- ACTIVITY
Copy out all the lines in the records that include the word "CheckRequest".

Collected data
§

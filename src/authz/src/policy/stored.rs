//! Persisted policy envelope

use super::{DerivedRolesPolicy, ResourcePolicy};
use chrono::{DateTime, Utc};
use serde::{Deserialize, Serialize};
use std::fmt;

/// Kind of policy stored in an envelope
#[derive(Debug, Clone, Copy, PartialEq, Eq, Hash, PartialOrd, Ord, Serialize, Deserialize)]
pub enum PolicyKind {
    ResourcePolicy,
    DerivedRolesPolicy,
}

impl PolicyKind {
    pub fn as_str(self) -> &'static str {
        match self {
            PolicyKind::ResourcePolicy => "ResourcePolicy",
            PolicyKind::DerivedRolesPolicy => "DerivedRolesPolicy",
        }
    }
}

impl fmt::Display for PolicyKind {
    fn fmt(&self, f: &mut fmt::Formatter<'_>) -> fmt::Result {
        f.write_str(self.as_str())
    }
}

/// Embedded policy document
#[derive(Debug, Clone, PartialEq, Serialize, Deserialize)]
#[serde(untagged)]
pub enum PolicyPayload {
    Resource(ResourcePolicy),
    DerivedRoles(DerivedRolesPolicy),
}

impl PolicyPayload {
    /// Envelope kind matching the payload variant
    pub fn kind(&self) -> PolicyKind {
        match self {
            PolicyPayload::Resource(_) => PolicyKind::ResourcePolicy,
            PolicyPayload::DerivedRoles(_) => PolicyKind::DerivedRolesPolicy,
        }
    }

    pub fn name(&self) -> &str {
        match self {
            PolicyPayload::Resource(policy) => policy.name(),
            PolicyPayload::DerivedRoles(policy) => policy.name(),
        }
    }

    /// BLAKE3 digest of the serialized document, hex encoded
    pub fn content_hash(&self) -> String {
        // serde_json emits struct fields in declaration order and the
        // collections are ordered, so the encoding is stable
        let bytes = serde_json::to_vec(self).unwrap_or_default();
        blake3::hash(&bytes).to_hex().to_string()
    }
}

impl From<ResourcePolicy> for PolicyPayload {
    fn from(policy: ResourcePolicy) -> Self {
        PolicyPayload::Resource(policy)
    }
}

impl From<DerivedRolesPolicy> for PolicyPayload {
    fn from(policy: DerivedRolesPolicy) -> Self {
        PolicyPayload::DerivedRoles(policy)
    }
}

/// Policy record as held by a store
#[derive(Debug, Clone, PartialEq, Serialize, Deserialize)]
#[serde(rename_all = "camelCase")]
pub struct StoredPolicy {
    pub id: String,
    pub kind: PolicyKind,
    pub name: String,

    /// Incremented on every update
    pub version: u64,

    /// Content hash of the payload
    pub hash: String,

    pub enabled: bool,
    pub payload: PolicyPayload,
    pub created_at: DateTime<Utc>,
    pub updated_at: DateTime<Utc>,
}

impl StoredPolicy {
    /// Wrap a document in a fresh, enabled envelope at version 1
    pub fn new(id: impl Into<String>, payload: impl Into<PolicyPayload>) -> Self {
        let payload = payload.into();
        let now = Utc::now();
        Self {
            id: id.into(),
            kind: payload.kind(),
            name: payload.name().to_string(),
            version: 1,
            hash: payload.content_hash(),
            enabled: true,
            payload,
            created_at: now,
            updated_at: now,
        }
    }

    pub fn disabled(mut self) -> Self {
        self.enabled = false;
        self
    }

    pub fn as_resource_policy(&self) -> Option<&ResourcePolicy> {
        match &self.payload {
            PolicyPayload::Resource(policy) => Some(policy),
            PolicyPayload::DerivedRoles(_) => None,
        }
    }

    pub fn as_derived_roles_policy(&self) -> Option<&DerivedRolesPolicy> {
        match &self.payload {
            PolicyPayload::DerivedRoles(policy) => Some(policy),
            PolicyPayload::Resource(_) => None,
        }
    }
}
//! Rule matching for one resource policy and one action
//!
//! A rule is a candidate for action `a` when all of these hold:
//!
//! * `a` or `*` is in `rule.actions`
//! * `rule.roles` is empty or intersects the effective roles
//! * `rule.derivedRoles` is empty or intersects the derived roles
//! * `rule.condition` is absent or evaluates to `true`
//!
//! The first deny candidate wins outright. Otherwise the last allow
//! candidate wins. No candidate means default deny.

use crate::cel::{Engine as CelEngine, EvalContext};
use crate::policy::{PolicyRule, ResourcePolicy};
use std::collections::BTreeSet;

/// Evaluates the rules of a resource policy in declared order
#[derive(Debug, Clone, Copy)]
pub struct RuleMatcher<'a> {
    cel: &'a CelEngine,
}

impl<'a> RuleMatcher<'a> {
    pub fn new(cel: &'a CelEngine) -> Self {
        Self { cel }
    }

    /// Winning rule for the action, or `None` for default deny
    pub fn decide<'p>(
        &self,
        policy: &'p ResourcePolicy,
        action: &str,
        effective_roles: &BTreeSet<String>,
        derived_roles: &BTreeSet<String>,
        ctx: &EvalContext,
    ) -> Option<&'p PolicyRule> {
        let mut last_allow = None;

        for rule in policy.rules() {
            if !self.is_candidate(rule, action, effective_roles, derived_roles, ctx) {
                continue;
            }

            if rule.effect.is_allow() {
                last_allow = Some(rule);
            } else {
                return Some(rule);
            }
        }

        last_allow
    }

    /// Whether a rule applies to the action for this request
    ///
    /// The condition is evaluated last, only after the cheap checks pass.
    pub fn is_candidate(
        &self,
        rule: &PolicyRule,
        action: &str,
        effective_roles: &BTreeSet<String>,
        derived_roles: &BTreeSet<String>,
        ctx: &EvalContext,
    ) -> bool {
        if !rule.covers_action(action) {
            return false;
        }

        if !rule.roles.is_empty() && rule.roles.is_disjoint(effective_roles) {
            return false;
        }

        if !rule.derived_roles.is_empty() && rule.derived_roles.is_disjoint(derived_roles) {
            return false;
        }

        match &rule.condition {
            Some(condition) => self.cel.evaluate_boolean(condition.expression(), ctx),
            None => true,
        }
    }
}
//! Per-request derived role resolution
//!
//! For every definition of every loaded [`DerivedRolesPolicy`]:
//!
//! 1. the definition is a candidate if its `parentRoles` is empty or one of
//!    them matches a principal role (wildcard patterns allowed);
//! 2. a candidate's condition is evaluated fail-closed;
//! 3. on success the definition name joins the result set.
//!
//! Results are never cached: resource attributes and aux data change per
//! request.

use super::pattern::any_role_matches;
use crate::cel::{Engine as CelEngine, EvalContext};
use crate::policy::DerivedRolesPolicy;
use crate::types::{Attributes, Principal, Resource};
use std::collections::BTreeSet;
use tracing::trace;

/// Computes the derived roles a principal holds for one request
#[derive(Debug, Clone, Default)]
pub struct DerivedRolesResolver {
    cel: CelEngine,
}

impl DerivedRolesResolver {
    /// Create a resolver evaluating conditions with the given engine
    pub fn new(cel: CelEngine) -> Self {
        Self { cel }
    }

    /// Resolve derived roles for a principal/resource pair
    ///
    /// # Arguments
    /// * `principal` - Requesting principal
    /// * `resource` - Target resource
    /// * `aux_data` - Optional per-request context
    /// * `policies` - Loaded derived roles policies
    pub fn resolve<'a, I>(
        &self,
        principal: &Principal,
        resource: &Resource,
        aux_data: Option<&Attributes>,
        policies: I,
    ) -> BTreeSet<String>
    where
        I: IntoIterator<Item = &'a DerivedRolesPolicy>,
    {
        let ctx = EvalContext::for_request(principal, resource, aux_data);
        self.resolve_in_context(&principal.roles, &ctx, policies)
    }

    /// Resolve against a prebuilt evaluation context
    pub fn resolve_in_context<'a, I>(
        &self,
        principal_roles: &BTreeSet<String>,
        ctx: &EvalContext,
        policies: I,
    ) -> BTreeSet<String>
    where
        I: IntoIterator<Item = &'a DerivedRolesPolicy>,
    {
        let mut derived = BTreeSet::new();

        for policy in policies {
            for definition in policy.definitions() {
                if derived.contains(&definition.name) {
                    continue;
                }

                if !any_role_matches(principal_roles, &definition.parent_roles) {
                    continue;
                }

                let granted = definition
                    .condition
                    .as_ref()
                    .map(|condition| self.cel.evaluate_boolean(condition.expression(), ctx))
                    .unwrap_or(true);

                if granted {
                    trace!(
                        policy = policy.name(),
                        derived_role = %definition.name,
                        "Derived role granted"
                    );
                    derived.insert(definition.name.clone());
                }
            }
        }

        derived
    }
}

§

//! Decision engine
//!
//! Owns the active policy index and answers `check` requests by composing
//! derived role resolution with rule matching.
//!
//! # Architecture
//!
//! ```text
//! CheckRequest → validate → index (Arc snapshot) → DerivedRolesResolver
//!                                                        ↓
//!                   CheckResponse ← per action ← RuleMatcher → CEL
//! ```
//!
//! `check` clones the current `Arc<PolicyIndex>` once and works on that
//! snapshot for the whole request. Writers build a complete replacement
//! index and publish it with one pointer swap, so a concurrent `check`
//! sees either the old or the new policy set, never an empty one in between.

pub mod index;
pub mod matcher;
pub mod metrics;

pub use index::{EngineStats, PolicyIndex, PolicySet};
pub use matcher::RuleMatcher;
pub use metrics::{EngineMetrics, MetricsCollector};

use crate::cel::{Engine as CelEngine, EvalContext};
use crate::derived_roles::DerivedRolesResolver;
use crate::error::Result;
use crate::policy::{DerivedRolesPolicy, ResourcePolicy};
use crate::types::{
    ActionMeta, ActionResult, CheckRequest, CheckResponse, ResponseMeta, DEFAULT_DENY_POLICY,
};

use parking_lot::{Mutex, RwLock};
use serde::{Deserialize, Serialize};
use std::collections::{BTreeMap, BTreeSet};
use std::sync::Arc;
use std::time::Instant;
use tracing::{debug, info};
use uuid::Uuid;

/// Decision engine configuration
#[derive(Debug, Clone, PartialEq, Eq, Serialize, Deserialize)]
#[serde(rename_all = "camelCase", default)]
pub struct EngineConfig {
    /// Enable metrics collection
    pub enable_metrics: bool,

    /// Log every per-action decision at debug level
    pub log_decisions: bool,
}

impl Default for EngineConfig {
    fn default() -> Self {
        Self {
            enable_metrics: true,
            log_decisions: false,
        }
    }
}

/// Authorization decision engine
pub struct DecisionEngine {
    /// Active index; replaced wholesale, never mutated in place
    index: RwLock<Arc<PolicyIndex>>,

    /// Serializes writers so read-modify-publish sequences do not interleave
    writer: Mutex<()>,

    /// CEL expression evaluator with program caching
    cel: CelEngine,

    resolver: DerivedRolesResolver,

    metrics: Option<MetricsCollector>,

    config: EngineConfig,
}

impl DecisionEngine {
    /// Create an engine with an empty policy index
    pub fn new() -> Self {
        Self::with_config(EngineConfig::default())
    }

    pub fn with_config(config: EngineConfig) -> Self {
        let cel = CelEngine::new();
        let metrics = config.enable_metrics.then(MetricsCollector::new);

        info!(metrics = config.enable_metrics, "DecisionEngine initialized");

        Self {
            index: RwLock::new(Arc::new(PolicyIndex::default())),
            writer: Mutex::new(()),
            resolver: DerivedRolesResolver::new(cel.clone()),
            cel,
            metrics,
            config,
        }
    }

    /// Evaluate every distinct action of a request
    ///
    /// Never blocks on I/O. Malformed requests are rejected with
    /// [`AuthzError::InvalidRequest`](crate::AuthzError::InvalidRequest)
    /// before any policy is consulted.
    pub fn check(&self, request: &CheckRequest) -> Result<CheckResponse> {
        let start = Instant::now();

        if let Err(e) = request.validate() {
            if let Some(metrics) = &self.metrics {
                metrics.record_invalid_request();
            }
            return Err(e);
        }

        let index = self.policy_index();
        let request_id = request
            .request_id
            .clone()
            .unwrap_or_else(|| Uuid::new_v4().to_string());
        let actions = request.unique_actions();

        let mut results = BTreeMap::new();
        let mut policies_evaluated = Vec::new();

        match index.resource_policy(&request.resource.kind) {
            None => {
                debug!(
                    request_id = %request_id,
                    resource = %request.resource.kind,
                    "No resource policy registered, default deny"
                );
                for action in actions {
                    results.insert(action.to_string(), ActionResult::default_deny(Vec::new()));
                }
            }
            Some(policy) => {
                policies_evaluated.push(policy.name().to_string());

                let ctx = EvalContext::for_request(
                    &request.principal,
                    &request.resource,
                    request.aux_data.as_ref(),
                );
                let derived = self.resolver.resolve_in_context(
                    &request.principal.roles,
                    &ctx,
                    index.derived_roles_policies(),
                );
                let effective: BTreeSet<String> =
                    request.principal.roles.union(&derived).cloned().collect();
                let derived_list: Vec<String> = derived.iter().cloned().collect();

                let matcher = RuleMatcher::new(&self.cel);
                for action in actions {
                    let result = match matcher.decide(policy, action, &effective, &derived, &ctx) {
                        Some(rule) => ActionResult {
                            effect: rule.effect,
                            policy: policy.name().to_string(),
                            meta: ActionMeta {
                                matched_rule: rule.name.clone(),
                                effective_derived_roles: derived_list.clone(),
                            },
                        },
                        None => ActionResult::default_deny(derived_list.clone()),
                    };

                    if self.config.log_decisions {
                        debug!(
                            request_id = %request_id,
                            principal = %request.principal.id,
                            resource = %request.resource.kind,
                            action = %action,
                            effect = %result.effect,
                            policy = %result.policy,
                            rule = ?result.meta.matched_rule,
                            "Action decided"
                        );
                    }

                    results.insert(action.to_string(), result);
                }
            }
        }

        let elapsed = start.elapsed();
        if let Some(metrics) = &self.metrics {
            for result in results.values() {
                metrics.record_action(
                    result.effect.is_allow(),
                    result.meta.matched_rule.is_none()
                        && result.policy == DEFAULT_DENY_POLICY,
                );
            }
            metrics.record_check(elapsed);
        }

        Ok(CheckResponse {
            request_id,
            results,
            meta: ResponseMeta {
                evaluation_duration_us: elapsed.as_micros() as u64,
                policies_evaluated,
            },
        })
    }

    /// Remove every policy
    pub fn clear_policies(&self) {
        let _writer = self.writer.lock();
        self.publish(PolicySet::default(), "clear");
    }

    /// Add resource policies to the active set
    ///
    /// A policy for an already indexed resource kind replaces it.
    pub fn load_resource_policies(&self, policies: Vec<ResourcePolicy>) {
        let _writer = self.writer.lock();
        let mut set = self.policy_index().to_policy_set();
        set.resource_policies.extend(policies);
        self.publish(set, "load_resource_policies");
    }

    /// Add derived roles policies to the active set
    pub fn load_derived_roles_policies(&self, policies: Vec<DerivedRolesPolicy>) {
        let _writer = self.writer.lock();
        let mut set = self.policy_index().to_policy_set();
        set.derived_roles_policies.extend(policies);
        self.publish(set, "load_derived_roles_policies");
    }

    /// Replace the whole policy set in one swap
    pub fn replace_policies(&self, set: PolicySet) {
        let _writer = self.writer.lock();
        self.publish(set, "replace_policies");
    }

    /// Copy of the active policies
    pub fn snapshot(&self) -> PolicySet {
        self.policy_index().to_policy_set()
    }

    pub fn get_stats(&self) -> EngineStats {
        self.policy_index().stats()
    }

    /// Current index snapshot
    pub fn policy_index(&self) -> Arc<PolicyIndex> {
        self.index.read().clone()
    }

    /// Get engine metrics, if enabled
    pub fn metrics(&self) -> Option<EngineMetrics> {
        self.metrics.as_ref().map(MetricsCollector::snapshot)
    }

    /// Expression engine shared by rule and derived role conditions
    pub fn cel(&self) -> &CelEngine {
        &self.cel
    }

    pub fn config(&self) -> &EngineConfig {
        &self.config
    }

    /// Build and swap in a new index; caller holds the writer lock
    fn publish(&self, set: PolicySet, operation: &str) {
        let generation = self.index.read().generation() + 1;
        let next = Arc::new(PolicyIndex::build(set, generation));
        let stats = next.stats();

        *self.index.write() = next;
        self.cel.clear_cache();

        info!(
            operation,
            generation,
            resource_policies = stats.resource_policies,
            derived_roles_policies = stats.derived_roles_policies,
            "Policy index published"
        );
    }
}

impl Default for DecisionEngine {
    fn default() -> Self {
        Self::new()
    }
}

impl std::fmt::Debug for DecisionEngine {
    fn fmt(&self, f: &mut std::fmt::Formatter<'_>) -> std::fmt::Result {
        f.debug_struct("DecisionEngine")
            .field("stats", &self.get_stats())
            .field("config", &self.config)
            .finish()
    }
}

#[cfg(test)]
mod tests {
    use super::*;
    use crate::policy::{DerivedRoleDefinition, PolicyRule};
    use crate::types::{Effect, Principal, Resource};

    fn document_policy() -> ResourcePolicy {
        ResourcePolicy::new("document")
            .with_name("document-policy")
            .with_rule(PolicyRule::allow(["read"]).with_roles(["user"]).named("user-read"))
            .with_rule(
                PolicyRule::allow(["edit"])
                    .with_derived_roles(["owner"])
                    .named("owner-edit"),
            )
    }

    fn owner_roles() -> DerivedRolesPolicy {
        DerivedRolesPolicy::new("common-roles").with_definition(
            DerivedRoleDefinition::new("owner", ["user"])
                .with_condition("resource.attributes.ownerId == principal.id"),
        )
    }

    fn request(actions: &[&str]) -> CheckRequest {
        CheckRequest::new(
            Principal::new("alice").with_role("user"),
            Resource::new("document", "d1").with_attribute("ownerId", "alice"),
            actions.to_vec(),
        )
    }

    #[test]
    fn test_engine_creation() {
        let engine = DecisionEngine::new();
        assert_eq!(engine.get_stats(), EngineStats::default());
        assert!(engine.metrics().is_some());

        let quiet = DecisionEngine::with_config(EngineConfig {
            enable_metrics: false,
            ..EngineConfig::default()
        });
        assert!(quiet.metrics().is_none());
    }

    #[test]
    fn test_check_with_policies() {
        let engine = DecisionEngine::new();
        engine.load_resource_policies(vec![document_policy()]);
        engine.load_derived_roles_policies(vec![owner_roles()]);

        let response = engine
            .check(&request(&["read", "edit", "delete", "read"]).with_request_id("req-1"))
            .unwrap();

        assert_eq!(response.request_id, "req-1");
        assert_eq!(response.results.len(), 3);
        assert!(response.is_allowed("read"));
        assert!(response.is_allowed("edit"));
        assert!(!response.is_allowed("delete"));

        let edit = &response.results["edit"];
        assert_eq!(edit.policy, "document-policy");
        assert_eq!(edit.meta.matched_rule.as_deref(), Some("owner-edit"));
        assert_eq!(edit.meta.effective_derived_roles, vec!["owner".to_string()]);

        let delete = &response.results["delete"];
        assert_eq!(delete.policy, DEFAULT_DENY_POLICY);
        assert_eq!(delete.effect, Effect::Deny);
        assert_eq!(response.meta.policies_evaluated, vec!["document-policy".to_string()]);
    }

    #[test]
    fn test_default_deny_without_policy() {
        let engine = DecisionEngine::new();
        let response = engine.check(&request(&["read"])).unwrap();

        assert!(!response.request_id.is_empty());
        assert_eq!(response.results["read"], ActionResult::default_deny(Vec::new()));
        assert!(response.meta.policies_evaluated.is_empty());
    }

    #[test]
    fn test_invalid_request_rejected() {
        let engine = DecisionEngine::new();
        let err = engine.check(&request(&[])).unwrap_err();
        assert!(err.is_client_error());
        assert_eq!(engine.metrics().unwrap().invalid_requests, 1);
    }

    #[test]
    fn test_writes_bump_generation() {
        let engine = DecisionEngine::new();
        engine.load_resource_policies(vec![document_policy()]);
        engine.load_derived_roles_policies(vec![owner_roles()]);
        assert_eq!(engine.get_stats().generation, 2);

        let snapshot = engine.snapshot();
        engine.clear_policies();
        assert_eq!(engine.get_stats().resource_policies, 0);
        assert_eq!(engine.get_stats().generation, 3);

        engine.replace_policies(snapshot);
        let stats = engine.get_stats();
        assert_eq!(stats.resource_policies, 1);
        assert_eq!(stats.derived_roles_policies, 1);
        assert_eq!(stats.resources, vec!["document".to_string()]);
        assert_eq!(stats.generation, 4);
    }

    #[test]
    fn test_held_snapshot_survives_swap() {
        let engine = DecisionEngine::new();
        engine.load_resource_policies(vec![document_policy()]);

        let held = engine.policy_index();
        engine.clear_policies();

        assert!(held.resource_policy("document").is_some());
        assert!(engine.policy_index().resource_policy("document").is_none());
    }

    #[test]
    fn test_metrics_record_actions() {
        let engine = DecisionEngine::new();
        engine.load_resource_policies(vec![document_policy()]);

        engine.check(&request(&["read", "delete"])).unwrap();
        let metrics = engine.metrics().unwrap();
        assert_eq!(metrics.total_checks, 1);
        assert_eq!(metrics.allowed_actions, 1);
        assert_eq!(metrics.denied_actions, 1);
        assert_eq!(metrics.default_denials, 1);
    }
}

§

- REPLY
//! CheckRequest → validate → index (Arc snapshot) → DerivedRolesResolver
    ActionMeta, ActionResult, CheckRequest, CheckResponse, ResponseMeta, DEFAULT_DENY_POLICY,
    pub fn check(&self, request: &CheckRequest) -> Result<CheckResponse> {
    fn request(actions: &[&str]) -> CheckRequest {
        CheckRequest::new(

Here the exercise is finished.